### BRIEF
From the data below, retype exactly the lines starting with the one that contains "file corrupt; starting" and ending with the one that contains "if let Some(parent)", both included.

### RECORDS FOR PROCESSING
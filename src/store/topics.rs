//! Persistent list of topics the user has studied or was suggested.

use std::path::{Path, PathBuf};

use tokio::sync::Mutex;

use super::{load_json_or_default, write_json_atomic, StoreError};

pub struct TopicMemory {
  path: PathBuf,
  topics: Mutex<Vec<String>>,
}

impl TopicMemory {
  pub async fn open(path: impl AsRef<Path>) -> Self {
    let path = path.as_ref().to_path_buf();
    let topics: Vec<String> = load_json_or_default(&path).await;
    Self { path, topics: Mutex::new(topics) }
  }

  pub async fn list(&self) -> Vec<String> {
    self.topics.lock().await.clone()
  }

  /// Appends the trimmed topic unless blank or already present (exact match).
  /// Returns whether it was added.
  pub async fn add(&self, topic: &str) -> Result<bool, StoreError> {
    Ok(self.add_many(std::iter::once(topic)).await? == 1)
  }

  /// Adds every new topic and persists once. Returns how many were added.
  pub async fn add_many<'a, I>(&self, topics: I) -> Result<usize, StoreError>
  where
    I: IntoIterator<Item = &'a str>,
  {
    let mut list = self.topics.lock().await;
    let mut added = 0;
    for t in topics.into_iter().map(str::trim) {
      if !t.is_empty() && !list.iter().any(|x| x == t) {
        list.push(t.to_string());
        added += 1;
      }
    }
    if added > 0 {
      write_json_atomic(&self.path, &*list).await?;
    }
    Ok(added)
  }
}

#[cfg(test)]
mod tests {
  use super::*;

  #[tokio::test]
  async fn add_trims_skips_blank_and_duplicates() {
    let dir = tempfile::tempdir().unwrap();
    let mem = TopicMemory::open(dir.path().join("t.json")).await;
    assert!(mem.add(" Rust ").await.unwrap());
    assert!(!mem.add("Rust").await.unwrap());
    assert!(!mem.add("   ").await.unwrap());
    assert!(mem.add("rust").await.unwrap());
    assert_eq!(mem.list().await, vec!["Rust", "rust"]);
  }

  #[tokio::test]
  async fn add_many_persists_in_order() {
    let dir = tempfile::tempdir().unwrap();
    let path = dir.path().join("t.json");
    let mem = TopicMemory::open(&path).await;
    assert_eq!(mem.add_many(["A", "B", "A", ""]).await.unwrap(), 2);

    let reopened = TopicMemory::open(&path).await;
    assert_eq!(reopened.list().await, vec!["A", "B"]);
  }

  #[tokio::test]
  async fn nothing_new_means_no_write() {
    let dir = tempfile::tempdir().unwrap();
    let path = dir.path().join("t.json");
    let mem = TopicMemory::open(&path).await;
    assert_eq!(mem.add_many([" "]).await.unwrap(), 0);
    assert!(!path.exists());
  }
}
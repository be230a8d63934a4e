//! Telemetry initialization (tracing/tracing-subscriber).
//!
//! Behavior:
//! - LOG_LEVEL controls the filter (e.g. "debug" or detailed directives like
//!   "info,course=debug,transport=trace,tower_http=info").
//! - LOG_FORMAT selects "pretty" (default) or "json" structured logs.
//!
//! Targets used across the crate: `smarttest_backend` (startup, LLM calls),
//! `course` (generation outcomes), `transport` (per-strategy attempts) and
//! `store` (persistence).

use tracing_subscriber::EnvFilter;

const DEFAULT_FILTER: &str = "info,smarttest_backend=debug,course=debug,transport=debug,store=info,tower_http=info";

pub fn init_tracing() {
    let filter = EnvFilter::try_from_env("LOG_LEVEL").unwrap_or_else(|_| EnvFilter::new(DEFAULT_FILTER));

    let builder = tracing_subscriber::fmt()
        .with_env_filter(filter)
        .with_target(true)
        .with_file(true)
        .with_line_number(true);

    // Choose JSON vs pretty; don't try to store different layer types.
    match std::env::var("LOG_FORMAT").as_deref() {
        Ok("json") => {
            builder.json().init();
        }
        _ => {
            builder.init();
        }
    }
}
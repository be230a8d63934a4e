//! Multi-strategy HTTP POST with graceful degradation.
//!
//! A `TransportSelector` owns an ordered chain of `Transport` strategies and
//! tries them one after another for a single request:
//!
//! 1. `native`   - pooled client on the OS trust store (mobile/desktop OSes only)
//! 2. `bridge`   - callback-style request awaited through a per-call channel
//! 3. `blocking` - plain blocking client, TLS verification off
//!
//! When the last chain strategy fails with a DNS error, the IP-literal
//! strategies from `bypass` are tried (forced `Host` header, then raw TLS with
//! forced SNI). Every failure is collected; the selector only gives up once
//! everything was tried, reporting all collected messages at once.

use std::sync::atomic::{AtomicUsize, Ordering};
use std::sync::Arc;
use std::time::{Duration, Instant};

use async_trait::async_trait;
use reqwest::Url;
use serde_json::Value;
use thiserror::Error;
use tracing::{debug, info, instrument, warn};

use crate::config::ApiConfig;

pub mod blocking;
pub mod bridge;
pub mod bypass;
pub mod error;
pub mod native;

#[cfg(test)]
pub(crate) mod testing;

pub use error::TransportError;

/// One outbound POST. Cloned into strategies that need ownership.
#[derive(Clone, Debug)]
pub struct PostRequest {
  pub url: Url,
  pub headers: Vec<(String, String)>,
  pub body: Value,
  /// Budget of a single attempt.
  pub timeout: Duration,
}

impl PostRequest {
  pub fn body_bytes(&self) -> Result<Vec<u8>, TransportError> {
    serde_json::to_vec(&self.body).map_err(|e| TransportError::Other(format!("cannot serialize body: {e}")))
  }

  /// `host[:port]` as it should appear in a `Host` header.
  pub fn host_header(&self) -> Option<String> {
    let host = self.url.host_str()?;
    Some(match self.url.port() {
      Some(p) => format!("{host}:{p}"),
      None => host.to_string(),
    })
  }
}

/// A concrete way of performing the POST.
#[async_trait]
pub trait Transport: Send + Sync {
  fn name(&self) -> &str;

  /// Unavailable strategies are skipped without recording an error.
  fn is_available(&self) -> bool {
    true
  }

  async fn post(&self, req: &PostRequest) -> Result<Value, TransportError>;
}

/// Successful outcome of `TransportSelector::execute`.
#[derive(Debug)]
pub struct Delivered {
  pub body: Value,
  pub transport: String,
  /// `"<strategy>: <error>"` for every strategy that failed before this one.
  pub errors: Vec<String>,
}

#[derive(Debug, Error, Clone, PartialEq)]
pub enum SelectorError {
  #[error("no transport strategy is available")]
  NoTransport,

  #[error("all HTTP transports failed: {}", errors.join("; "))]
  Exhausted { errors: Vec<String> },
}

pub struct TransportSelector {
  chain: Vec<Arc<dyn Transport>>,
  dns_fallbacks: Vec<Arc<dyn Transport>>,
  calls: AtomicUsize,
}

impl TransportSelector {
  pub fn new(chain: Vec<Arc<dyn Transport>>, dns_fallbacks: Vec<Arc<dyn Transport>>) -> Self {
    Self { chain, dns_fallbacks, calls: AtomicUsize::new(0) }
  }

  /// The production chain: native, bridge, blocking, then IP fallbacks.
  pub fn standard(api: &ApiConfig) -> Self {
    let mut chain: Vec<Arc<dyn Transport>> = vec![Arc::new(native::NativeTransport::new())];
    match bridge::BridgeTransport::new() {
      Ok(t) => chain.push(Arc::new(t)),
      Err(e) => warn!(target: "transport", error = %e, "bridge transport could not be built; leaving it out"),
    }
    chain.push(Arc::new(blocking::BlockingTransport));

    let dns_fallbacks = bypass::ip_fallback_strategies(&api.fallback_ips);
    info!(
      target: "transport",
      chain = ?chain.iter().map(|t| t.name().to_string()).collect::<Vec<_>>(),
      ip_fallbacks = dns_fallbacks.len(),
      "Transport chain ready"
    );
    Self::new(chain, dns_fallbacks)
  }

  /// Number of `execute` invocations so far.
  pub fn calls(&self) -> usize {
    self.calls.load(Ordering::Relaxed)
  }

  #[instrument(level = "info", skip(self, req), fields(url = %req.url))]
  pub async fn execute(&self, req: &PostRequest) -> Result<Delivered, SelectorError> {
    self.calls.fetch_add(1, Ordering::Relaxed);
    let mut errors = Vec::new();
    let mut last_error: Option<TransportError> = None;

    for t in &self.chain {
      if let Some(body) = attempt(t.as_ref(), req, &mut errors, &mut last_error).await {
        return Ok(Delivered { body, transport: t.name().to_string(), errors });
      }
    }

    if last_error.as_ref().is_some_and(TransportError::is_dns) {
      info!(target: "transport", fallbacks = self.dns_fallbacks.len(), "DNS failure; trying IP-literal fallbacks");
      for t in &self.dns_fallbacks {
        if let Some(body) = attempt(t.as_ref(), req, &mut errors, &mut last_error).await {
          return Ok(Delivered { body, transport: t.name().to_string(), errors });
        }
      }
    } else if !self.dns_fallbacks.is_empty() {
      debug!(target: "transport", "Last failure was not DNS-related; IP fallbacks skipped");
    }

    if errors.is_empty() {
      Err(SelectorError::NoTransport)
    } else {
      warn!(target: "transport", attempts = errors.len(), "All transports failed");
      Err(SelectorError::Exhausted { errors })
    }
  }
}

async fn attempt(
  t: &dyn Transport,
  req: &PostRequest,
  errors: &mut Vec<String>,
  last_error: &mut Option<TransportError>,
) -> Option<Value> {
  if !t.is_available() {
    debug!(target: "transport", strategy = t.name(), "Strategy not available here; skipping");
    return None;
  }
  let start = Instant::now();
  match t.post(req).await {
    Ok(body) => {
      info!(target: "transport", strategy = t.name(), elapsed = ?start.elapsed(), "Request delivered");
      Some(body)
    }
    Err(e) => {
      warn!(target: "transport", strategy = t.name(), elapsed = ?start.elapsed(), error = %e, "Strategy failed");
      errors.push(format!("{}: {}", t.name(), e));
      *last_error = Some(e);
      None
    }
  }
}

/// Copy request headers and body onto a reqwest builder.
pub(crate) fn prepare(
  mut rb: reqwest::RequestBuilder,
  req: &PostRequest,
  body: Vec<u8>,
) -> reqwest::RequestBuilder {
  for (k, v) in &req.headers {
    rb = rb.header(k.as_str(), v.as_str());
  }
  rb.timeout(req.timeout).body(body)
}

/// Send a prepared async request and decode the answer.
pub(crate) async fn send_and_decode(rb: reqwest::RequestBuilder, timeout: Duration) -> Result<Value, TransportError> {
  let resp = rb.send().await.map_err(|e| error::classify_reqwest(&e, timeout))?;
  let status = resp.status().as_u16();
  let bytes = resp.bytes().await.map_err(|e| error::classify_reqwest(&e, timeout))?;
  error::decode_response(status, &bytes)
}
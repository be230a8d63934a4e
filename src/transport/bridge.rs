//! Callback-style asynchronous requests, bridged to a single awaited result.
//!
//! `CallbackRequest` follows the event-loop HTTP APIs found in UI toolkits:
//! it returns immediately and later reports through `on_success`,
//! `on_failure` (non-2xx), `on_error` (no response) and `on_progress`.
//! `BridgeTransport` turns that into one `Result` by handing the callbacks a
//! single-use channel owned by the call, so overlapping calls never share
//! completion state.

use std::sync::Arc;
use std::time::Duration;

use async_trait::async_trait;
use parking_lot::Mutex;
use serde_json::Value;
use tokio::sync::oneshot;
use tokio::task::JoinHandle;
use tracing::{debug, trace};

use super::error::{classify_reqwest, decode_response, TransportError};
use super::{prepare, PostRequest, Transport};

type Outcome = Result<Value, TransportError>;

/// Upper bound on the buffer reserved from an untrusted `Content-Length`.
const PREALLOC_LIMIT: u64 = 64 * 1024;

pub struct Callbacks {
  pub on_success: Box<dyn FnOnce(u16, Value) + Send>,
  pub on_failure: Box<dyn FnOnce(u16, TransportError) + Send>,
  pub on_error: Box<dyn FnOnce(TransportError) + Send>,
  pub on_progress: Box<dyn FnMut(u64, Option<u64>) + Send>,
}

pub struct CallbackRequest;

impl CallbackRequest {
  /// Start the request on a driver task. Exactly one of the terminal callbacks runs.
  pub fn spawn(client: reqwest::Client, req: PostRequest, cb: Callbacks) -> JoinHandle<()> {
    tokio::spawn(drive(client, req, cb))
  }
}

async fn drive(client: reqwest::Client, req: PostRequest, cb: Callbacks) {
  let Callbacks { on_success, on_failure, on_error, mut on_progress } = cb;

  let body = match req.body_bytes() {
    Ok(b) => b,
    Err(e) => return on_error(e),
  };
  let mut resp = match prepare(client.post(req.url.clone()), &req, body).send().await {
    Ok(r) => r,
    Err(e) => return on_error(classify_reqwest(&e, req.timeout)),
  };

  let status = resp.status().as_u16();
  let total = resp.content_length();
  let mut buf: Vec<u8> = Vec::with_capacity(total.unwrap_or(0).min(PREALLOC_LIMIT) as usize);
  loop {
    match resp.chunk().await {
      Ok(Some(chunk)) => {
        buf.extend_from_slice(&chunk);
        on_progress(buf.len() as u64, total);
      }
      Ok(None) => break,
      Err(e) => return on_error(classify_reqwest(&e, req.timeout)),
    }
  }

  match decode_response(status, &buf) {
    Ok(json) => on_success(status, json),
    Err(e @ TransportError::Status { .. }) => on_failure(status, e),
    Err(e) => on_error(e),
  }
}

pub struct BridgeTransport {
  client: reqwest::Client,
}

impl BridgeTransport {
  pub fn new() -> Result<Self, TransportError> {
    let client = reqwest::Client::builder()
      .use_rustls_tls()
      .build()
      .map_err(|e| TransportError::Unavailable(e.to_string()))?;
    Ok(Self { client })
  }
}

/// Deliver the outcome once; later calls find the slot empty.
fn complete(slot: &Mutex<Option<oneshot::Sender<Outcome>>>, outcome: Outcome) {
  if let Some(tx) = slot.lock().take() {
    let _ = tx.send(outcome);
  }
}

#[async_trait]
impl Transport for BridgeTransport {
  fn name(&self) -> &str {
    "bridge"
  }

  async fn post(&self, req: &PostRequest) -> Result<Value, TransportError> {
    let (tx, rx) = oneshot::channel::<Outcome>();
    let slot = Arc::new(Mutex::new(Some(tx)));

    let callbacks = Callbacks {
      on_success: {
        let slot = slot.clone();
        Box::new(move |status: u16, body: Value| {
          debug!(target: "transport", status, "bridge: success");
          complete(&slot, Ok(body));
        })
      },
      on_failure: {
        let slot = slot.clone();
        Box::new(move |status: u16, err: TransportError| {
          debug!(target: "transport", status, "bridge: failure");
          complete(&slot, Err(err));
        })
      },
      on_error: {
        let slot = slot.clone();
        Box::new(move |err: TransportError| {
          debug!(target: "transport", error = %err, "bridge: error");
          complete(&slot, Err(err));
        })
      },
      on_progress: Box::new(|received: u64, total: Option<u64>| {
        trace!(target: "transport", received, total = ?total, "bridge: progress");
      }),
    };

    let handle = CallbackRequest::spawn(self.client.clone(), req.clone(), callbacks);
    wait_for(rx, handle, req.timeout).await
  }
}

async fn wait_for(rx: oneshot::Receiver<Outcome>, handle: JoinHandle<()>, timeout: Duration) -> Outcome {
  match tokio::time::timeout(timeout, rx).await {
    Ok(Ok(outcome)) => outcome,
    Ok(Err(_)) => Err(TransportError::Other("request driver stopped without reporting".into())),
    Err(_) => {
      handle.abort();
      Err(TransportError::Timeout(timeout))
    }
  }
}
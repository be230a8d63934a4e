//! SmartTest · Course Generator Backend
//!
//! - Axum HTTP API consumed by the SmartTest mobile client
//! - OpenRouter chat completions through a fallback chain of transports
//! - JSON-file stores for courses, open-question cache and topic memory
//!
//! Important env variables (a `.env` file is read too):
//!   PORT                  : u16 (default 3000)
//!   OPENROUTER_API_KEY    : default key for requests that carry none
//!   OPENROUTER_MODEL      : default "google/gemma-3-1b-it:free"
//!   SMARTTEST_DATA_DIR    : where the JSON stores live (default "./data")
//!   SMARTTEST_CONFIG_PATH : path to TOML config ([api], [storage], [prompts])
//!   LOG_LEVEL             : tracing filter, e.g. "debug" or full directives
//!   LOG_FORMAT            : "pretty" (default) or "json"

use std::{net::SocketAddr, sync::Arc};
use tokio::net::TcpListener;
use tracing::{info, instrument, warn};

use smarttest_backend::config::load_config;
use smarttest_backend::routes::build_router;
use smarttest_backend::state::AppState;
use smarttest_backend::telemetry;

#[instrument(level = "info", skip_all)]
#[tokio::main]
async fn main() -> Result<(), Box<dyn std::error::Error>> {
  let dotenv = dotenvy::dotenv();
  telemetry::init_tracing();
  if let Ok(path) = dotenv {
    info!(target: "smarttest_backend", path = %path.display(), "Loaded .env");
  }

  // Shared application state (stores, prompts, LLM client + transport chain).
  let cfg = load_config();
  let state = Arc::new(AppState::new(cfg).await);

  let app = build_router(state);

  let addr: SocketAddr = std::env::var("PORT")
    .ok()
    .and_then(|p| p.parse::<u16>().ok())
    .map(|port| SocketAddr::from(([0, 0, 0, 0], port)))
    .unwrap_or_else(|| SocketAddr::from(([0, 0, 0, 0], 3000)));

  let listener = TcpListener::bind(addr).await?;
  info!(target: "smarttest_backend", %addr, "HTTP server listening");
  axum::serve(listener, app)
    .with_graceful_shutdown(shutdown_signal())
    .await?;
  info!(target: "smarttest_backend", "Server stopped");
  Ok(())
}

async fn shutdown_signal() {
  if let Err(e) = tokio::signal::ctrl_c().await {
    warn!(target: "smarttest_backend", error = %e, "Cannot listen for Ctrl-C; running until killed");
    std::future::pending::<()>().await;
  }
  info!(target: "smarttest_backend", "Shutdown requested");
}
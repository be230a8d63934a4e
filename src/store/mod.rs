//! JSON-file persistence: open-question cache, topic memory and saved courses.
//!
//! Each store keeps its whole file in memory behind an async mutex, loads it
//! eagerly on open and rewrites it wholesale on every change (temp file +
//! rename). A missing file is an empty store; an unreadable one is logged and
//! treated as empty so a corrupt file never blocks startup.

use std::path::{Path, PathBuf};

use serde::de::DeserializeOwned;
use serde::Serialize;
use thiserror::Error;
use tracing::{debug, warn};

pub mod cache;
pub mod courses;
pub mod topics;

pub use cache::OpenQuestionCache;
pub use courses::{CourseStore, RecordedResult};
pub use topics::TopicMemory;

pub const COURSES_FILE: &str = "courses.json";
pub const CACHE_FILE: &str = "open_questions_cache.json";
pub const TOPICS_FILE: &str = "course_topics.json";

#[derive(Debug, Error)]
pub enum StoreError {
  #[error("I/O error on {path}: {source}")]
  Io {
    path: PathBuf,
    #[source]
    source: std::io::Error,
  },

  #[error("cannot serialize store contents: {0}")]
  Serialization(#[from] serde_json::Error),
}

fn io_err(path: &Path) -> impl FnOnce(std::io::Error) -> StoreError + '_ {
  move |source| StoreError::Io { path: path.to_path_buf(), source }
}

/// Read and parse `path`; absent or unparsable files yield `T::default()`.
pub async fn load_json_or_default<T: DeserializeOwned + Default>(path: &Path) -> T {
  let raw = match tokio::fs::read_to_string(path).await {
    Ok(s) => s,
    Err(e) if e.kind() == std::io::ErrorKind::NotFound => {
      debug!(target: "store", path = %path.display(), "No store file yet; starting empty");
      return T::default();
    }
    Err(e) => {
      warn!(target: "store", path = %path.display(), error = %e, "Store file unreadable; starting empty");
      return T::default();
    }
  };
  match serde_json::from_str(&raw) {
    Ok(v) => v,
    Err(e) => {
      warn!(target: "store", path = %path.display(), error = %e, "Store file corrupt; starting empty");
      T::default()
    }
  }
}

/// Pretty-print `value` into `path` via a sibling temp file and a rename.
pub async fn write_json_atomic<T: Serialize>(path: &Path, value: &T) -> Result<(), StoreError> {
  let json = serde_json::to_string_pretty(value)?;
  if let Some(parent) = path.parent().filter(|p| !p.as_os_str().is_empty()) {
    tokio::fs::create_dir_all(parent).await.map_err(io_err(parent))?;
  }
  let tmp = path.with_extension("json.tmp");
  tokio::fs::write(&tmp, json).await.map_err(io_err(&tmp))?;
  tokio::fs::rename(&tmp, path).await.map_err(io_err(path))?;
  debug!(target: "store", path = %path.display(), "Store written");
  Ok(())
}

### ANSWER BELOW
      warn!(target: "store", path = %path.display(), error = %e, "Store file corrupt; starting empty");
      T::default()
    }
  }
}

/// Pretty-print `value` into `path` via a sibling temp file and a rename.
pub async fn write_json_atomic<T: Serialize>(path: &Path, value: &T) -> Result<(), StoreError> {
  let json = serde_json::to_string_pretty(value)?;
  if let Some(parent) = path.parent().filter(|p| !p.as_os_str().is_empty()) {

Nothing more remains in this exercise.